TO DO:
Of the entries below, return exactly those lines that fall between the one containing "let hosts = job.target.expand();" and the one containing "let active_hosts = results.iter().filter(|r|", the two end lines included.
(Beginning of INPUT RECORDS)
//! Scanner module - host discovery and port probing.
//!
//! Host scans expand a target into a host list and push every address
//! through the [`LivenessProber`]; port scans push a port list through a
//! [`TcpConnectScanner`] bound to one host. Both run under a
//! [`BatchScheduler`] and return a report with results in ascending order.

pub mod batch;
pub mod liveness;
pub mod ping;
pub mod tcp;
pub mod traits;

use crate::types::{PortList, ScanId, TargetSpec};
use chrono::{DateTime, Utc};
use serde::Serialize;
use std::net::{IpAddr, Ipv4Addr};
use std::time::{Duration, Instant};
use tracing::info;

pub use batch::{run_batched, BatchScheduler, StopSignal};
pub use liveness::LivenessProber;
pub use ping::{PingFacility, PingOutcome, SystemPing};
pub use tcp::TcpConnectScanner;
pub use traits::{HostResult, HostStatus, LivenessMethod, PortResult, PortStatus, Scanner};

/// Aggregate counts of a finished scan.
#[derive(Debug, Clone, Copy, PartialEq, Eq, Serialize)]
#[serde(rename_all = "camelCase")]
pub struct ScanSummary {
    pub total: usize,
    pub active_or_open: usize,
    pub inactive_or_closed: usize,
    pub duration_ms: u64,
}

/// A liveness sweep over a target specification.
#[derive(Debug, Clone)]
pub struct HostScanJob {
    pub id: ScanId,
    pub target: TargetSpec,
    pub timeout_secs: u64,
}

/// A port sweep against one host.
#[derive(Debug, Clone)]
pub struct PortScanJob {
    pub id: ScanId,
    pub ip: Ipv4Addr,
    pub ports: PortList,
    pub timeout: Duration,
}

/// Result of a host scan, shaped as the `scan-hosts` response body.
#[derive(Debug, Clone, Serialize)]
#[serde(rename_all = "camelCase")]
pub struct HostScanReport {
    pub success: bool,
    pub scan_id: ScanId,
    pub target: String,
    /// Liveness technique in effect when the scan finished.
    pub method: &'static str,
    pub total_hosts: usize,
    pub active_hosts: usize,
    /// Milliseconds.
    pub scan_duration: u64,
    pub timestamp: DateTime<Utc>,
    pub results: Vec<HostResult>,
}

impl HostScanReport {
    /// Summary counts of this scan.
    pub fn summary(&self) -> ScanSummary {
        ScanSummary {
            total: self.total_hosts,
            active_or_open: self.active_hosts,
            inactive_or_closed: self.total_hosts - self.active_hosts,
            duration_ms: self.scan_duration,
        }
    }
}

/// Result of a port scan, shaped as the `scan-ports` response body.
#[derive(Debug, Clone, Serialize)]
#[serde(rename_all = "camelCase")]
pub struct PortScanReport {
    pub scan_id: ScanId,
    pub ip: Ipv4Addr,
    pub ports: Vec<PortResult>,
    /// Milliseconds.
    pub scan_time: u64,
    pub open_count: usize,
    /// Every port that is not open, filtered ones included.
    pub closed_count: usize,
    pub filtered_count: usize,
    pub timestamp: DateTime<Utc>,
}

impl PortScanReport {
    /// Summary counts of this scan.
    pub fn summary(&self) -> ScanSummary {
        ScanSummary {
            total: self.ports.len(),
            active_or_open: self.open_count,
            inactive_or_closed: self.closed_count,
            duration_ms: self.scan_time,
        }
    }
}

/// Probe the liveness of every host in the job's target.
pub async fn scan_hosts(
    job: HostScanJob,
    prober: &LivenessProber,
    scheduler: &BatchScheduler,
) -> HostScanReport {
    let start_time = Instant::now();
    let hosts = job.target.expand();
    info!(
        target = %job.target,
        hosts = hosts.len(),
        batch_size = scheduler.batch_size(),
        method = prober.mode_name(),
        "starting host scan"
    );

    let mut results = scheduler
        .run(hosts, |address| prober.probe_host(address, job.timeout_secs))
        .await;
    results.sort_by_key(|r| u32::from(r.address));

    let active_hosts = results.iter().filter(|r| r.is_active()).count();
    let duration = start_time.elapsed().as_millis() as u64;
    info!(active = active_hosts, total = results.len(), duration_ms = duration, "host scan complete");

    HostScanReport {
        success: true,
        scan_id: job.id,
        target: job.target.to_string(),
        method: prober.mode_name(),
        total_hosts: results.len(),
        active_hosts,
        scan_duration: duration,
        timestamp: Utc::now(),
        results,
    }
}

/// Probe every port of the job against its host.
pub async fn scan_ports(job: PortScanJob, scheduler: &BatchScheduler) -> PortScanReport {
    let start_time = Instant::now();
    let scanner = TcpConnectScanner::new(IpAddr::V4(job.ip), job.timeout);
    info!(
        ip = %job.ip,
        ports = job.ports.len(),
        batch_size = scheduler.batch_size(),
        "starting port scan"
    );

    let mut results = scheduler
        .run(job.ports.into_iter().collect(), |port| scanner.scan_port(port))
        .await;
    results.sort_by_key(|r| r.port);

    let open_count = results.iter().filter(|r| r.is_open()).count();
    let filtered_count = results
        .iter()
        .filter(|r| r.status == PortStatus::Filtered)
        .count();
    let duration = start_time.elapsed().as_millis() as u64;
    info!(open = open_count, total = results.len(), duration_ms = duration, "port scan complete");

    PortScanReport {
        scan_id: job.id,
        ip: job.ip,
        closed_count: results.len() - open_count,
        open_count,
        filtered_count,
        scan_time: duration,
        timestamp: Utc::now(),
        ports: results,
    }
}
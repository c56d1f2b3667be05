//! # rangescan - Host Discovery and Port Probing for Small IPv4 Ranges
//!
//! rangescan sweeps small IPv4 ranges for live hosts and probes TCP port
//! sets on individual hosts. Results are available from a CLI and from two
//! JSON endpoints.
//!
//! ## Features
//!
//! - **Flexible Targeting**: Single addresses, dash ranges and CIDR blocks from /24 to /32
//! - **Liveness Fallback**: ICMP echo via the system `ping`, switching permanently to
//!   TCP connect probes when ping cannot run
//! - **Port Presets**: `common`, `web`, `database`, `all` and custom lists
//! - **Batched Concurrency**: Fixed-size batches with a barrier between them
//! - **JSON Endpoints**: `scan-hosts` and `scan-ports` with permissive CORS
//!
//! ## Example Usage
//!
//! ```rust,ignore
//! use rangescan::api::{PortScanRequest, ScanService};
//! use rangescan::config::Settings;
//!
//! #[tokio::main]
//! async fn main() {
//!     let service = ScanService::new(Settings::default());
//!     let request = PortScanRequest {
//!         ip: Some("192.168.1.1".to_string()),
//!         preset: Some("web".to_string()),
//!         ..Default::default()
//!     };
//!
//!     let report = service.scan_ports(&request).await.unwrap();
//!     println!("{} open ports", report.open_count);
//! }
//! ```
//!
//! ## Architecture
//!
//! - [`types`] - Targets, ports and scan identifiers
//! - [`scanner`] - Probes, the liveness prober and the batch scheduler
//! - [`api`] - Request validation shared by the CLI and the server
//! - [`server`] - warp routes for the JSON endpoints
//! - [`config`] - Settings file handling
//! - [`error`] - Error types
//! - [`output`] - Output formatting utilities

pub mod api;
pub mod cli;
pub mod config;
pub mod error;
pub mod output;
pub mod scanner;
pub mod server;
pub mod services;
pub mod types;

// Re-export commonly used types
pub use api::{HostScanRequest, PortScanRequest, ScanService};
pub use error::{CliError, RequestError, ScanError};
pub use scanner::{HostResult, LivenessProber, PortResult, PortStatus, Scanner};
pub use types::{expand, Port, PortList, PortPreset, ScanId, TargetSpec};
(End of INPUT RECORDS)
TASK RESULT:
    let hosts = job.target.expand();
    info!(
        target = %job.target,
        hosts = hosts.len(),
        batch_size = scheduler.batch_size(),
        method = prober.mode_name(),
        "starting host scan"
    );

    let mut results = scheduler
        .run(hosts, |address| prober.probe_host(address, job.timeout_secs))
        .await;
    results.sort_by_key(|r| u32::from(r.address));

    let active_hosts = results.iter().filter(|r| r.is_active()).count();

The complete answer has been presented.